Sick of You by DNMO & Sub Urban

10 1 1
                                    

Trigger Warning: This story contains drug use and underage sex with overage people.

  It's been a few months now, I've been doing well I guess. Memories resurface sometimes and it's hard to fight back the tears.

  I was close with them, so close I'd grown emotionally dependent on them and they did the same to me. I didn't realize that what I was letting them do was damaging me.

  I'd cover for them, telling their parents they are at my house while they're clearly out having sex with our senior friend's 20-something year old brother. I'd let them vape at my house, we'd sit in the hot tub, passing the vape pen back and forth as we talked for hours about friends, bullies, school, love, hate, etc.

  I let them use me as an emotional punching bag, I'd let them mail things to me that they couldn't risk their parent's finding. I thought it was the least I could do for them since they saved my life the first day we met.

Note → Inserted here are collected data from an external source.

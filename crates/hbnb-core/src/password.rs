use argon2::Argon2;
use argon2::password_hash::{PasswordHash, PasswordHasher, PasswordVerifier, SaltString};
use rand_core::OsRng;

use crate::error::AppError;

/// Hash a plaintext password with argon2id and a fresh random salt.
pub fn hash_password(password: &str) -> Result<String, AppError> {
    let salt = SaltString::generate(&mut OsRng);
    let hash = Argon2::default()
        .hash_password(password.as_bytes(), &salt)
        .map_err(|e| AppError::PasswordHash(e.to_string()))?;
    Ok(hash.to_string())
}

/// Check a plaintext password against a stored PHC hash string.
///
/// A mismatch is `Ok(false)`; only an unparseable stored hash is an error.
pub fn verify_password(password: &str, hash: &str) -> Result<bool, AppError> {
    let parsed = PasswordHash::new(hash).map_err(|e| AppError::PasswordHash(e.to_string()))?;
    Ok(Argon2::default()
        .verify_password(password.as_bytes(), &parsed)
        .is_ok())
}
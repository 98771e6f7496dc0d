use std::time::Duration;

use hbnb_core::AppError;
use sqlx::PgPool;
use sqlx::migrate::Migrator;
use sqlx::postgres::PgPoolOptions;

use crate::config::DatabaseConfig;
use crate::repository::PgStore;

/// Schema for users, amenities, places and the place–amenity join table.
static MIGRATOR: Migrator = sqlx::migrate!("../../migrations");

/// A request waiting longer than this for a pooled connection fails with a
/// `DatabaseError` instead of hanging.
const ACQUIRE_TIMEOUT: Duration = Duration::from_secs(5);

/// Owns the PostgreSQL pool and hands out [`PgStore`]s over it.
#[derive(Clone)]
pub struct Database {
    pool: PgPool,
}

impl Database {
    /// Connect and bring the schema up to date.
    ///
    /// This is what both the server and the `hbnb` CLI call at startup.
    pub async fn open(config: &DatabaseConfig) -> Result<Self, AppError> {
        let db = Self::connect(config).await?;
        db.migrate().await?;
        Ok(db)
    }

    pub async fn connect(config: &DatabaseConfig) -> Result<Self, AppError> {
        let pool = PgPoolOptions::new()
            .max_connections(config.max_connections)
            .acquire_timeout(ACQUIRE_TIMEOUT)
            .connect(&config.url)
            .await
            .map_err(|e| AppError::DatabaseError(format!("Failed to connect: {e}")))?;

        tracing::info!(max_connections = config.max_connections, "Connected to PostgreSQL");
        Ok(Self::from_pool(pool))
    }

    pub fn from_pool(pool: PgPool) -> Self {
        Self { pool }
    }

    /// Apply any migrations not yet recorded in `_sqlx_migrations`.
    pub async fn migrate(&self) -> Result<(), AppError> {
        MIGRATOR
            .run(&self.pool)
            .await
            .map_err(|e| AppError::DatabaseError(format!("Migration failed: {e}")))?;

        tracing::info!(known = MIGRATOR.iter().count(), "Schema up to date");
        Ok(())
    }

    pub fn store(&self) -> PgStore {
        PgStore::new(self.pool.clone())
    }
}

  It was early morning, one of the first few days of school. Grade nine. Who knew I'd start it out almost dying. I hadn't brought a change of clothes so I'm running in skinny jeans and a tight t-shirt in 36°C weather.

  We were doing Phys. Ed. The coach scolded me for not bringing a change of clothes and wouldn't let me go to the changing room to get spares. He had me start running with the rest of the class, not even bothering when I told him of my asthma. I ran as much as I could, trying to get a good grade, despite my growing inability to breathe. My vision started going dark and my legs gave out.

  Someone caught me and lifted me up. They hauled me to the coach, yelling at him for not letting me change. He finally gave in and let the person take me to the nurse. I was in and out of consciousness the entire time.

  I came to an hour later, the person still sitting with me in the nurse's office as my parents were outside talking to the nurse.

  They made sure I was okay, introducing themself and agreeing to help me if the coach gave me a hard time again.

  We ended up being inseparable. Attached at the hip, almost literally. We always had our arms around each other, over the shoulder or around the waist. People thought we were dating at one point. And at one point, it almost became love.

  Not the good type of love though, the "you are my emotional support item and you'll like it" kind of love. You can probably guess who was the item and who was the user.

I'd helped this person through breakups and family issues, they hardly did the same for me. They wore me like a new dress or suit, showing me off but not letting me get too far in fear of me getting damaged.

  They acted as if my problems mattered, but never let me rant or break down like I let them do on me. I even let them cause pain to me, one of their habits was to bite people's hands and arms.

  I didn't care when blood vessels were popped or bitemarks were too deep. I let it happen. When Winter Formal came around, we both got nervous. Me, an odd queer still questioning my gender, and them, a demigirl who was confident in a suit but not a dress.

  Their mom made them wear a dress. But they changed into a suit at my house. I wore a dress, since I wanted to impress my girlfriend at the time with green, since she said she liked blondes in green clothes. My friend and I went together, they ran off with their partner while I waited for mine.

  She never showed. I sat crying in the corner, my friend noticing but ignoring me. A few popular girls came over and checked on me, cheering me up and helping me have fun again. But they went home early due to having volleyball practice the next morning.